Problem description:
Out of the entries that follow, copy each line containing "validate".

↓

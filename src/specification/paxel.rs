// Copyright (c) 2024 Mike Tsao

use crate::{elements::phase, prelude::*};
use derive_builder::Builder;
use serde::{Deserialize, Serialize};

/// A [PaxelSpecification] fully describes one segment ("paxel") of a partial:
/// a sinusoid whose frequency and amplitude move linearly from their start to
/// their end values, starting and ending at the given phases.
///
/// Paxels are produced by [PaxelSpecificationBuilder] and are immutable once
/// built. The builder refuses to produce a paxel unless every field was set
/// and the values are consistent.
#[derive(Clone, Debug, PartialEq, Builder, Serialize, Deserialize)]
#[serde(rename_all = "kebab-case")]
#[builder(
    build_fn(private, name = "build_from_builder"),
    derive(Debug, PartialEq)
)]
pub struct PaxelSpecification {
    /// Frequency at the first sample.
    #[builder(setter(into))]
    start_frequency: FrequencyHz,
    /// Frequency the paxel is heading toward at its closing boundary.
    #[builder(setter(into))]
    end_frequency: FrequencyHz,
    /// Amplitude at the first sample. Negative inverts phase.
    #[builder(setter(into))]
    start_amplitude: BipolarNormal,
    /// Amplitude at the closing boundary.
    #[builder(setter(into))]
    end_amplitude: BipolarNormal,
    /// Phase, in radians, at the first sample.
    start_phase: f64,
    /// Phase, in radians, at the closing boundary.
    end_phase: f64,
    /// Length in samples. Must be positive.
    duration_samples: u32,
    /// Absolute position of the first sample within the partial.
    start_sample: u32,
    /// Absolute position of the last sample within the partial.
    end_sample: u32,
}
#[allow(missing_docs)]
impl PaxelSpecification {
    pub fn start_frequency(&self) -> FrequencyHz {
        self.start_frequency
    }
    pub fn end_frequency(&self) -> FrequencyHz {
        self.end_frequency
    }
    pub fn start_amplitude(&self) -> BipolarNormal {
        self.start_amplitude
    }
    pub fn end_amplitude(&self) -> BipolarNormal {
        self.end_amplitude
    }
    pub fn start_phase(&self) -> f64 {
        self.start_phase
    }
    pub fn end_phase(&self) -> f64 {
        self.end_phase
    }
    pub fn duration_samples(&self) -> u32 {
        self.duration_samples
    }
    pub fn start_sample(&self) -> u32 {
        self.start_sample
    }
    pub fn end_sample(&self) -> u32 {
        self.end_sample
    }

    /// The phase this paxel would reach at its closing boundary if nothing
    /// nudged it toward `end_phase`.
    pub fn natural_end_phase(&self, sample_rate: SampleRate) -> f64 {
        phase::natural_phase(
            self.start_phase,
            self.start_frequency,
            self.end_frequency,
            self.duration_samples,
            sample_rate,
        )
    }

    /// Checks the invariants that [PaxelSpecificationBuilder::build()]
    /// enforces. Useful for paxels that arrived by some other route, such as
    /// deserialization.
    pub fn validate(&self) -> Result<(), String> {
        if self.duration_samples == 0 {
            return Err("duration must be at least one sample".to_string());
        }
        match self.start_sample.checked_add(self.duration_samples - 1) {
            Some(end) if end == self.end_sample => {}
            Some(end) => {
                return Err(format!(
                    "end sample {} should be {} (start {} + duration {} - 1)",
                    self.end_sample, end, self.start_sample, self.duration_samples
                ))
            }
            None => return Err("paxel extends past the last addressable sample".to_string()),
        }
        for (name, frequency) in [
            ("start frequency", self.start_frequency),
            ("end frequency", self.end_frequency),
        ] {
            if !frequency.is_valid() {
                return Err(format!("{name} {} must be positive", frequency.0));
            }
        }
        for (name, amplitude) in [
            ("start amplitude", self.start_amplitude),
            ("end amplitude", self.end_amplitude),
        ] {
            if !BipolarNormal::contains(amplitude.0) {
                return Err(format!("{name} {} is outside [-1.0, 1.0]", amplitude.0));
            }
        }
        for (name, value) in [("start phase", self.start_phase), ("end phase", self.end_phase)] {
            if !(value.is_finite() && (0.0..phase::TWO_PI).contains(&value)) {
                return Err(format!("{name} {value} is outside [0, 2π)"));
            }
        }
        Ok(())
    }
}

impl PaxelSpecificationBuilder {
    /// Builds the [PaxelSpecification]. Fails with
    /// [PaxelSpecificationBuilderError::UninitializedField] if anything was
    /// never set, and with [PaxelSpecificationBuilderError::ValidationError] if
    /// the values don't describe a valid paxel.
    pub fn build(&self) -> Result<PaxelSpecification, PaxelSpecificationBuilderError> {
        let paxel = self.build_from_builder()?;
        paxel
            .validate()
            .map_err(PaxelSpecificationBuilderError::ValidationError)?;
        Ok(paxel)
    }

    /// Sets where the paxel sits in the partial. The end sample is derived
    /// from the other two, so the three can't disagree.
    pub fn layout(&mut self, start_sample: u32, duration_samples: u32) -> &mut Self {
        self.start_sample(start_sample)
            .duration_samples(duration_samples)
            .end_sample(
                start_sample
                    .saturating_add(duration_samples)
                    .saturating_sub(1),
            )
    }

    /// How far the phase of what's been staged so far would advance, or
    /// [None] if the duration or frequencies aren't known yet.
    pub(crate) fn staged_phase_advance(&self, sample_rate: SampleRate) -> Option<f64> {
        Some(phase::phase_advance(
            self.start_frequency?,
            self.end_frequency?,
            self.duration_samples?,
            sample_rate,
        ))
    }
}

↑

Solution to this problem:
    pub fn validate(&self) -> Result<(), String> {
            .validate()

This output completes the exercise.